→ Task item
Everything from the line holding "pub mod config;" through the last line of the listing needs to be repeated exactly, with no other lines.

***** Records shown *****

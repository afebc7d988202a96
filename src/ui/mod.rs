//! Terminal output
//!
//! Uses `cliclack` log lines and spinners in interactive terminals, with
//! automatic fallback to plain `[OK]`/`[WARN]`/`[FAIL]` lines in CI and when
//! output is redirected.

mod context;
mod output;
mod progress;
mod theme;

pub use context::UiContext;
pub use output::{
    intro, outro_success, outro_warn, step_error, step_error_detail, step_info, step_ok,
    step_ok_detail, step_warn_hint,
};
pub use progress::TaskSpinner;
pub use theme::{init_theme, KcacheTheme};
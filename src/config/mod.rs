//! Configuration management for kcache

pub mod schema;

pub use schema::Config;

use crate::error::{KcacheError, KcacheResult};
use std::path::{Path, PathBuf};
use tokio::fs;
use tracing::{debug, info};

/// Configuration manager
pub struct ConfigManager {
    config_path: PathBuf,
}

impl ConfigManager {
    /// Create a new config manager with default path
    pub fn new() -> Self {
        Self {
            config_path: Self::default_config_path(),
        }
    }

    /// Create a config manager with a custom path
    pub fn with_path(path: PathBuf) -> Self {
        Self { config_path: path }
    }

    /// Get the default config file path
    pub fn default_config_path() -> PathBuf {
        dirs::config_dir()
            .unwrap_or_else(|| PathBuf::from("."))
            .join("kcache")
            .join("config.toml")
    }

    /// Load configuration, falling back to defaults if the file is absent
    pub async fn load(&self) -> KcacheResult<Config> {
        if !self.config_path.exists() {
            debug!("Config file not found, using defaults");
            return Ok(Config::default());
        }

        self.load_from_file(&self.config_path).await
    }

    /// Load configuration from a specific file
    pub async fn load_from_file(&self, path: &Path) -> KcacheResult<Config> {
        let content = fs::read_to_string(path)
            .await
            .map_err(|e| KcacheError::io(format!("reading config from {}", path.display()), e))?;

        toml::from_str(&content).map_err(|e| KcacheError::ConfigInvalid {
            path: path.to_path_buf(),
            reason: e.to_string(),
        })
    }

    /// Save configuration to file
    pub async fn save(&self, config: &Config) -> KcacheResult<()> {
        self.ensure_config_dir().await?;

        let content = toml::to_string_pretty(config)?;
        fs::write(&self.config_path, content).await.map_err(|e| {
            KcacheError::io(
                format!("writing config to {}", self.config_path.display()),
                e,
            )
        })?;

        info!("Configuration saved to {}", self.config_path.display());
        Ok(())
    }

    async fn ensure_config_dir(&self) -> KcacheResult<()> {
        if let Some(parent) = self.config_path.parent() {
            fs::create_dir_all(parent)
                .await
                .map_err(|e| KcacheError::ConfigDirCreate {
                    path: parent.to_path_buf(),
                    source: e,
                })?;
        }
        Ok(())
    }

    /// Get the config file path
    pub fn path(&self) -> &Path {
        &self.config_path
    }
}

impl Default for ConfigManager {
    fn default() -> Self {
        Self::new()
    }
}
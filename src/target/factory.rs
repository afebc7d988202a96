//! Executor factory

use crate::config::schema::{TargetConfig, TargetKind};
use crate::error::KcacheResult;
use crate::target::executor::RemoteExecutor;
use crate::target::local::LocalExecutor;
use crate::target::ssh::SshExecutor;
use std::sync::Arc;
use tracing::debug;

/// Create the executor described by the target section of the config
pub fn create_executor(config: &TargetConfig) -> KcacheResult<Arc<dyn RemoteExecutor>> {
    match config.kind {
        TargetKind::Local => {
            debug!("Using local target");
            Ok(Arc::new(LocalExecutor::new(config.sudo)))
        }
        TargetKind::Ssh => {
            let exec = SshExecutor::from_config(config)?;
            debug!("Using ssh target {}", exec.name());
            Ok(Arc::new(exec))
        }
    }
}
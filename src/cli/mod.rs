//! Command-line interface

mod args;
pub mod commands;

pub use args::{
    CacheAction, CacheArgs, Cli, Commands, ConfigAction, ConfigArgs, InstallArgs, OutputFormat,
    PackageArgs,
};
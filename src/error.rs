//! Error types for kcache
//!
//! All modules use `KcacheResult<T>` as their return type.

use std::path::PathBuf;
use std::time::Duration;
use thiserror::Error;

/// Result type alias for kcache operations
pub type KcacheResult<T> = Result<T, KcacheError>;

/// All errors that can occur in kcache
#[derive(Error, Debug)]
pub enum KcacheError {
    // Precondition errors
    #[error("Unsupported target OS: {0}. Kernel packaging requires a Debian-based distro.")]
    UnsupportedOs(String),

    #[error("Kernel source is on branch '{actual}', expected '{expected}'")]
    BranchMismatch { expected: String, actual: String },

    #[error("Kernel source tree not found: {0}")]
    SourceNotFound(String),

    // Tooling errors
    #[error("{step} failed: {command}, exit code: {code}\n{output}")]
    ToolFailed {
        step: String,
        command: String,
        code: i32,
        output: String,
    },

    #[error("Command timed out after {after:?}: {command}")]
    Timeout { command: String, after: Duration },

    #[error("No packages were generated in {dir}")]
    NoArtifacts { dir: String },

    #[error("No main linux-image package found for commit {commit_id}")]
    NoPrimaryArtifact { commit_id: String },

    // Cache errors
    #[error("Timed out after {waited:?} waiting for cache lock {path}")]
    CacheLockTimeout { path: String, waited: Duration },

    #[error("Failed to persist cache {path}: {reason}")]
    CachePersist { path: String, reason: String },

    // Package installation errors
    #[error("Not a valid package: {0}")]
    InvalidPackage(String),

    #[error("Failed to install {file}: {reason}")]
    InstallFailed { file: String, reason: String },

    // Configuration errors
    #[error("Invalid configuration at {path}: {reason}")]
    ConfigInvalid { path: PathBuf, reason: String },

    #[error("Configuration file not found: {0}")]
    ConfigNotFound(PathBuf),

    #[error("Failed to create config directory {path}: {source}")]
    ConfigDirCreate {
        path: PathBuf,
        #[source]
        source: std::io::Error,
    },

    // IO errors
    #[error("IO error: {context}")]
    Io {
        context: String,
        #[source]
        source: std::io::Error,
    },

    // Process errors
    #[error("Command failed: {command}")]
    CommandFailed {
        command: String,
        #[source]
        source: std::io::Error,
    },

    #[error("Command execution error: {command}, stderr: {stderr}")]
    CommandExecution { command: String, stderr: String },

    // Serialization errors
    #[error("JSON error: {0}")]
    Json(#[from] serde_json::Error),

    #[error("TOML parse error: {0}")]
    TomlParse(#[from] toml::de::Error),

    #[error("TOML serialize error: {0}")]
    TomlSerialize(#[from] toml::ser::Error),

    // General errors
    #[error("Internal error: {0}")]
    Internal(String),

    #[error("{0}")]
    User(String),
}

impl KcacheError {
    /// Create an IO error with context
    pub fn io(context: impl Into<String>, source: std::io::Error) -> Self {
        Self::Io {
            context: context.into(),
            source,
        }
    }

    /// Create a command failed error
    pub fn command_failed(command: impl Into<String>, source: std::io::Error) -> Self {
        Self::CommandFailed {
            command: command.into(),
            source,
        }
    }

    /// Create a command execution error
    pub fn command_exec(command: impl Into<String>, stderr: impl Into<String>) -> Self {
        Self::CommandExecution {
            command: command.into(),
            stderr: stderr.into(),
        }
    }

    /// Create a build/packaging tool failure
    pub fn tool_failed(
        step: impl Into<String>,
        command: impl Into<String>,
        code: i32,
        output: impl Into<String>,
    ) -> Self {
        Self::ToolFailed {
            step: step.into(),
            command: command.into(),
            code,
            output: output.into(),
        }
    }

    /// Whether the error happened before any build work started
    pub fn is_precondition(&self) -> bool {
        matches!(
            self,
            Self::UnsupportedOs(_) | Self::BranchMismatch { .. } | Self::SourceNotFound(_)
        )
    }

    /// Get actionable hint for the error
    pub fn hint(&self) -> Option<&'static str> {
        match self {
            Self::BranchMismatch { .. } => {
                Some("Check out the expected branch or drop --expect-branch")
            }
            Self::CacheLockTimeout { .. } => {
                Some("Another build may be writing the cache; retry, or remove a stale .lock directory")
            }
            Self::Timeout { .. } => Some("Raise build.package_timeout_secs in the config"),
            Self::NoPrimaryArtifact { .. } => Some("Rebuild without the cache: kcache package --no-cache"),
            Self::ConfigNotFound(_) => Some("Run: kcache config init"),
            _ => None,
        }
    }
}
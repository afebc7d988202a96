//! Install command - install kernel packages on the build machine

use crate::cli::InstallArgs;
use crate::config::Config;
use crate::error::{KcacheError, KcacheResult};
use crate::install::DebInstaller;
use crate::target::create_executor;
use crate::ui::{self, TaskSpinner, UiContext};

/// Execute the install command
pub async fn execute(args: InstallArgs, config: &Config) -> KcacheResult<()> {
    let ctx = UiContext::detect();
    let executor = create_executor(&config.target)?;
    let installer = DebInstaller::new(executor.clone());

    ui::intro(&ctx, &format!("Installing packages on {}", executor.name()));

    let mut spinner = TaskSpinner::new(&ctx);
    spinner.start(&format!("Installing from {}...", args.directory));
    let report = match installer.install(&args.directory, &args.files, args.reboot).await {
        Ok(report) => {
            spinner.stop("Installation finished");
            report
        }
        Err(e) => {
            spinner.stop_error("Installation failed");
            return Err(e);
        }
    };

    if report.installed.is_empty() && report.failed.is_empty() {
        ui::outro_warn(&ctx, &format!("No .deb files found in {}", args.directory));
        return Ok(());
    }

    for file in &report.installed {
        ui::step_ok(&ctx, file);
    }
    for file in &report.failed {
        ui::step_error(&ctx, file);
    }

    if !report.is_success() {
        return Err(KcacheError::InstallFailed {
            file: report.failed.join(", "),
            reason: format!(
                "{} of {} package(s) failed",
                report.failed.len(),
                report.installed.len() + report.failed.len()
            ),
        });
    }

    if args.reboot {
        ui::outro_success(&ctx, "Packages installed, reboot requested");
    } else {
        ui::outro_success(&ctx, "Packages installed");
    }
    Ok(())
}
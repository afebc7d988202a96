//! Persistent package cache index
//!
//! The index is a single JSON file on the build machine holding every
//! [`CacheEntry`] in recency order. Reads never fail: a missing or corrupt
//! file is an empty cache. Mutations load, change and rewrite the whole file
//! while holding both an in-process mutex and the on-target [`CacheLock`].

use crate::cache::entry::{CacheEntry, PackageKind};
use crate::cache::lock::CacheLock;
use crate::config::schema::CacheConfig;
use crate::error::{KcacheError, KcacheResult};
use crate::target::RemoteExecutor;
use chrono::Utc;
use std::collections::HashSet;
use std::sync::Arc;
use std::time::Duration;
use tokio::sync::Mutex;
use tracing::{debug, error, info, warn};

/// Name of the index file under the cache root
pub const CACHE_FILE_NAME: &str = "kernel_cache.json";

/// A cache entry whose key matched and whose package is still on disk
#[derive(Debug, Clone)]
pub struct VerifiedEntry {
    pub entry: CacheEntry,
    /// The artifact that was found to exist
    pub verified_path: String,
}

/// Result of [`CacheStore::insert`]
#[derive(Debug, Clone)]
pub struct InsertOutcome {
    /// Artifact paths of the inserted entry
    pub artifact_paths: Vec<String>,
    /// Entries pushed out by the capacity bound, oldest last
    pub evicted: Vec<CacheEntry>,
}

/// Move the entry at `idx` to the front and refresh its usage time
///
/// The new usage time never goes backwards, even if clocks disagree.
fn apply_promote(entries: &mut Vec<CacheEntry>, idx: usize) -> Vec<String> {
    let mut entry = entries.remove(idx);
    entry.last_used_time = Utc::now().max(entry.last_used_time);
    let paths = entry.artifact_paths.clone();
    entries.insert(0, entry);
    paths
}

/// Put `entry` at the front, replacing any entry for the same commit, and
/// evict from the tail until `max_size` holds
fn apply_insert(
    entries: &mut Vec<CacheEntry>,
    mut entry: CacheEntry,
    max_size: usize,
) -> Vec<CacheEntry> {
    entries.retain(|e| e.commit_id != entry.commit_id);
    entry.last_used_time = Utc::now();
    entries.insert(0, entry);

    let mut evicted = vec![];
    while entries.len() > max_size.max(1) {
        if let Some(removed) = entries.pop() {
            evicted.push(removed);
        }
    }
    evicted
}

/// Parse the index file, dropping malformed records individually
fn parse_entries(content: &str, path: &str) -> Vec<CacheEntry> {
    if content.trim().is_empty() {
        return vec![];
    }

    let records: Vec<serde_json::Value> = match serde_json::from_str(content) {
        Ok(records) => records,
        Err(e) => {
            error!("Failed to load cache {}: {}", path, e);
            return vec![];
        }
    };

    let mut seen = HashSet::new();
    let mut entries = Vec::with_capacity(records.len());
    for (idx, record) in records.into_iter().enumerate() {
        let entry = match serde_json::from_value::<CacheEntry>(record) {
            Ok(entry) => entry,
            Err(e) => {
                warn!("Dropping malformed cache record #{} in {}: {}", idx, path, e);
                continue;
            }
        };
        if let Err(reason) = entry.validate() {
            warn!("Dropping invalid cache record #{} in {}: {}", idx, path, reason);
            continue;
        }
        if !seen.insert(entry.commit_id.clone()) {
            warn!(
                "Dropping duplicate cache record #{} for commit {}",
                idx, entry.commit_id
            );
            continue;
        }
        entries.push(entry);
    }
    entries
}

/// The cache index for one cache root
pub struct CacheStore {
    executor: Arc<dyn RemoteExecutor>,
    path: String,
    max_size: usize,
    lock_timeout: Duration,
    lock_stale_after: Duration,
    writer: Mutex<()>,
}

impl CacheStore {
    /// Create a store for the index under `cache_root`
    pub fn new(executor: Arc<dyn RemoteExecutor>, cache_root: &str, max_size: usize) -> Self {
        let defaults = CacheConfig::default();
        Self {
            executor,
            path: format!("{}/{}", cache_root.trim_end_matches('/'), CACHE_FILE_NAME),
            max_size,
            lock_timeout: defaults.lock_timeout(),
            lock_stale_after: defaults.lock_stale_after(),
            writer: Mutex::new(()),
        }
    }

    /// Create a store from the cache section of the config
    pub fn from_config(executor: Arc<dyn RemoteExecutor>, config: &CacheConfig) -> Self {
        Self::new(executor, &config.root, config.max_size)
            .with_lock_timing(config.lock_timeout(), config.lock_stale_after())
    }

    pub fn with_lock_timing(mut self, timeout: Duration, stale_after: Duration) -> Self {
        self.lock_timeout = timeout;
        self.lock_stale_after = stale_after;
        self
    }

    /// Path of the index file
    pub fn path(&self) -> &str {
        &self.path
    }

    pub fn max_size(&self) -> usize {
        self.max_size
    }

    /// Load all entries; never fails
    pub async fn load(&self) -> Vec<CacheEntry> {
        match self.executor.read_file(&self.path).await {
            Ok(Some(content)) => parse_entries(&content, &self.path),
            Ok(None) => {
                debug!("Cache file {} not found, starting empty", self.path);
                vec![]
            }
            Err(e) => {
                error!("Failed to load cache {}: {}", self.path, e);
                vec![]
            }
        }
    }

    async fn persist(&self, entries: &[CacheEntry]) -> KcacheResult<()> {
        let content = serde_json::to_string_pretty(entries)?;
        self.executor
            .write_file(&self.path, &content)
            .await
            .map_err(|e| KcacheError::CachePersist {
                path: self.path.clone(),
                reason: e.to_string(),
            })
    }

    /// First artifact of `entry` that has the kind's suffix and exists
    pub async fn verify_entry(&self, entry: &CacheEntry) -> KcacheResult<Option<String>> {
        for path in &entry.artifact_paths {
            if entry.package_kind.matches(path) && self.executor.file_exists(path).await? {
                return Ok(Some(path.clone()));
            }
        }
        Ok(None)
    }

    /// Find a usable entry for the key without changing anything
    ///
    /// An entry whose packages are gone from disk is reported as a miss.
    pub async fn lookup(
        &self,
        commit_id: &str,
        kernel_version: &str,
        kind: PackageKind,
    ) -> KcacheResult<Option<VerifiedEntry>> {
        let entries = self.load().await;
        let Some(entry) = entries
            .into_iter()
            .find(|e| e.matches(commit_id, kernel_version, kind))
        else {
            debug!("No cache entry for commit {}", commit_id);
            return Ok(None);
        };

        match self.verify_entry(&entry).await? {
            Some(verified_path) => Ok(Some(VerifiedEntry {
                entry,
                verified_path,
            })),
            None => {
                info!(
                    "Cache entry for commit {} is stale: no {} package on disk",
                    commit_id, kind
                );
                Ok(None)
            }
        }
    }

    async fn lock(&self) -> KcacheResult<CacheLock> {
        CacheLock::acquire(
            self.executor.clone(),
            format!("{}.lock", self.path),
            self.lock_timeout,
            self.lock_stale_after,
        )
        .await
    }

    /// Mark the entry for `commit_id` as most recently used
    ///
    /// Returns its artifact paths, or `None` if no such entry exists.
    pub async fn promote(&self, commit_id: &str) -> KcacheResult<Option<Vec<String>>> {
        self.promote_where(|e| e.commit_id == commit_id).await
    }

    /// Promote the exact entry a [`lookup`](Self::lookup) returned
    ///
    /// Returns `None` if that entry was evicted or replaced by a newer build
    /// of the same commit since the lookup.
    pub async fn promote_verified(
        &self,
        verified: &VerifiedEntry,
    ) -> KcacheResult<Option<Vec<String>>> {
        self.promote_where(|e| e.same_generation(&verified.entry))
            .await
    }

    async fn promote_where<F>(&self, pred: F) -> KcacheResult<Option<Vec<String>>>
    where
        F: Fn(&CacheEntry) -> bool,
    {
        let _writer = self.writer.lock().await;
        let lock = self.lock().await?;
        let result = self.promote_locked(pred).await;
        lock.release().await;

        if let Ok(None) = result {
            warn!("No matching cache entry to promote in {}", self.path);
        }
        result
    }

    async fn promote_locked<F>(&self, pred: F) -> KcacheResult<Option<Vec<String>>>
    where
        F: Fn(&CacheEntry) -> bool,
    {
        let mut entries = self.load().await;
        let Some(idx) = entries.iter().position(|e| pred(e)) else {
            return Ok(None);
        };
        let commit_id = entries[idx].commit_id.clone();
        let paths = apply_promote(&mut entries, idx);
        self.persist(&entries).await?;
        info!("Updated last used time for cache entry {}", commit_id);
        Ok(Some(paths))
    }

    /// Add a freshly built entry at the front
    ///
    /// Any entry for the same commit is replaced; entries beyond `max_size`
    /// are evicted from the tail and returned.
    pub async fn insert(&self, entry: CacheEntry) -> KcacheResult<InsertOutcome> {
        let _writer = self.writer.lock().await;
        let lock = self.lock().await?;
        let result = self.insert_locked(entry).await;
        lock.release().await;
        result
    }

    async fn insert_locked(&self, entry: CacheEntry) -> KcacheResult<InsertOutcome> {
        let mut entries = self.load().await;
        let commit_id = entry.commit_id.clone();
        let artifact_paths = entry.artifact_paths.clone();
        let evicted = apply_insert(&mut entries, entry, self.max_size);
        self.persist(&entries).await?;

        for removed in &evicted {
            info!("Cache full. Removed oldest entry: {}", removed.commit_id);
        }
        info!("Created cache entry for commit {}", commit_id);
        Ok(InsertOutcome {
            artifact_paths,
            evicted,
        })
    }

    /// Every entry paired with whether its packages are still on disk
    pub async fn verify_all(&self) -> KcacheResult<Vec<(CacheEntry, bool)>> {
        let mut report = vec![];
        for entry in self.load().await {
            let ok = self.verify_entry(&entry).await?.is_some();
            report.push((entry, ok));
        }
        Ok(report)
    }
}
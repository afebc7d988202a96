//! In-memory target used by unit tests
//!
//! Files and directories live in maps, commands are recorded and answered
//! from scripted responses (success with empty output by default).

use crate::error::{KcacheError, KcacheResult};
use crate::target::executor::{ExecOptions, ExecOutput, RemoteExecutor};
use async_trait::async_trait;
use std::collections::{BTreeMap, BTreeSet};
use std::sync::Mutex;

#[derive(Default)]
struct MemoryState {
    files: BTreeMap<String, String>,
    dirs: BTreeMap<String, u32>,
    commands: Vec<(String, ExecOptions)>,
    responses: Vec<(String, ExecOutput)>,
    read_only: BTreeSet<String>,
}

impl MemoryState {
    fn add_parents(&mut self, path: &str) {
        let mut current = path;
        while let Some(idx) = current.rfind('/') {
            current = &current[..idx];
            if current.is_empty() {
                break;
            }
            self.dirs.entry(current.to_string()).or_insert(0o755);
        }
    }
}

pub(crate) struct MemoryExecutor {
    state: Mutex<MemoryState>,
}

impl MemoryExecutor {
    pub(crate) fn new() -> Self {
        Self {
            state: Mutex::new(MemoryState::default()),
        }
    }

    fn state(&self) -> std::sync::MutexGuard<'_, MemoryState> {
        self.state.lock().unwrap()
    }

    pub(crate) fn add_file(&self, path: &str, contents: &str) {
        let mut state = self.state();
        state.add_parents(path);
        state.files.insert(path.to_string(), contents.to_string());
    }

    pub(crate) fn add_dir(&self, path: &str) {
        let mut state = self.state();
        state.add_parents(path);
        state.dirs.entry(path.to_string()).or_insert(0o755);
    }

    pub(crate) fn delete(&self, path: &str) {
        let mut state = self.state();
        state.files.remove(path);
        state.dirs.remove(path);
    }

    pub(crate) fn contents(&self, path: &str) -> Option<String> {
        self.state().files.get(path).cloned()
    }

    pub(crate) fn has_file(&self, path: &str) -> bool {
        self.state().files.contains_key(path)
    }

    pub(crate) fn dir_mode(&self, path: &str) -> Option<u32> {
        self.state().dirs.get(path).copied()
    }

    /// Answer every command containing `pattern` with `output`
    pub(crate) fn respond(&self, pattern: &str, output: ExecOutput) {
        self.state().responses.push((pattern.to_string(), output));
    }

    /// Make writes to `path` fail with a permission error
    pub(crate) fn make_read_only(&self, path: &str) {
        self.state().read_only.insert(path.to_string());
    }

    pub(crate) fn commands(&self) -> Vec<String> {
        self.state().commands.iter().map(|(c, _)| c.clone()).collect()
    }

    pub(crate) fn options_for(&self, pattern: &str) -> Option<ExecOptions> {
        self.state()
            .commands
            .iter()
            .find(|(c, _)| c.contains(pattern))
            .map(|(_, o)| o.clone())
    }

    pub(crate) fn ran(&self, pattern: &str) -> bool {
        self.commands().iter().any(|c| c.contains(pattern))
    }
}

#[async_trait]
impl RemoteExecutor for MemoryExecutor {
    async fn run(&self, command: &str, options: &ExecOptions) -> KcacheResult<ExecOutput> {
        let mut state = self.state();
        state.commands.push((command.to_string(), options.clone()));
        Ok(state
            .responses
            .iter()
            .find(|(pattern, _)| command.contains(pattern.as_str()))
            .map(|(_, output)| output.clone())
            .unwrap_or_default())
    }

    async fn file_exists(&self, path: &str) -> KcacheResult<bool> {
        let state = self.state();
        Ok(state.files.contains_key(path) || state.dirs.contains_key(path))
    }

    async fn read_file(&self, path: &str) -> KcacheResult<Option<String>> {
        Ok(self.state().files.get(path).cloned())
    }

    async fn write_file(&self, path: &str, contents: &str) -> KcacheResult<()> {
        let mut state = self.state();
        if state.read_only.contains(path) {
            return Err(KcacheError::io(
                format!("writing {}", path),
                std::io::Error::new(std::io::ErrorKind::PermissionDenied, "read-only target"),
            ));
        }
        state.add_parents(path);
        state.files.insert(path.to_string(), contents.to_string());
        Ok(())
    }

    async fn create_dir_all(&self, path: &str, mode: u32) -> KcacheResult<()> {
        let mut state = self.state();
        state.add_parents(path);
        state.dirs.insert(path.to_string(), mode);
        Ok(())
    }

    async fn try_create_dir(&self, path: &str) -> KcacheResult<bool> {
        let mut state = self.state();
        if state.dirs.contains_key(path) || state.files.contains_key(path) {
            return Ok(false);
        }
        state.add_parents(path);
        state.dirs.insert(path.to_string(), 0o755);
        Ok(true)
    }

    async fn rename(&self, from: &str, to: &str) -> KcacheResult<()> {
        let mut state = self.state();
        let fail = |kind: std::io::ErrorKind| {
            KcacheError::io(format!("moving {} to {}", from, to), std::io::Error::from(kind))
        };

        if let Some(contents) = state.files.remove(from) {
            state.add_parents(to);
            state.files.insert(to.to_string(), contents);
            return Ok(());
        }

        // Directories move with their contents and never replace an existing path
        let Some(mode) = state.dirs.remove(from) else {
            return Err(fail(std::io::ErrorKind::NotFound));
        };
        if state.dirs.contains_key(to) || state.files.contains_key(to) {
            state.dirs.insert(from.to_string(), mode);
            return Err(fail(std::io::ErrorKind::AlreadyExists));
        }

        let prefix = format!("{}/", from);
        let moved = |p: &String| p.strip_prefix(&prefix).map(|rest| format!("{}/{}", to, rest));
        let files: Vec<(String, String)> = state
            .files
            .iter()
            .filter_map(|(p, c)| moved(p).map(|dest| (dest, c.clone())))
            .collect();
        let dirs: Vec<(String, u32)> = state
            .dirs
            .iter()
            .filter_map(|(p, m)| moved(p).map(|dest| (dest, *m)))
            .collect();
        state.files.retain(|p, _| !p.starts_with(&prefix));
        state.dirs.retain(|p, _| !p.starts_with(&prefix));

        state.add_parents(to);
        state.dirs.insert(to.to_string(), mode);
        state.files.extend(files);
        state.dirs.extend(dirs);
        Ok(())
    }

    async fn list_dir(&self, path: &str) -> KcacheResult<Vec<String>> {
        let state = self.state();
        let prefix = format!("{}/", path.trim_end_matches('/'));
        let names: BTreeSet<String> = state
            .files
            .keys()
            .chain(state.dirs.keys())
            .filter_map(|p| p.strip_prefix(&prefix))
            .filter_map(|rest| rest.split('/').next())
            .filter(|name| !name.is_empty())
            .map(str::to_string)
            .collect();
        Ok(names.into_iter().collect())
    }

    async fn remove_path(&self, path: &str) -> KcacheResult<()> {
        let mut state = self.state();
        let prefix = format!("{}/", path);
        state.files.retain(|p, _| p != path && !p.starts_with(&prefix));
        state.dirs.retain(|p, _| p != path && !p.starts_with(&prefix));
        Ok(())
    }

    fn name(&self) -> &str {
        "memory"
    }
}
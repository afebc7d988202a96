//! kcache - cached kernel package builds
//!
//! Builds Debian kernel packages from a git tree on a local or remote build
//! machine and keeps the packages of recently built commits, so a repeated
//! request for the same commit returns the existing package instead of
//! rebuilding.

pub mod build;
pub mod cache;
pub mod cli;
pub mod config;
pub mod error;
pub mod install;
pub mod packager;
pub mod source;
pub mod target;
pub mod ui;

pub use error::{KcacheError, KcacheResult};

*****

→ Task result
pub mod config;
pub mod error;
pub mod install;
pub mod packager;
pub mod source;
pub mod target;
pub mod ui;

pub use error::{KcacheError, KcacheResult};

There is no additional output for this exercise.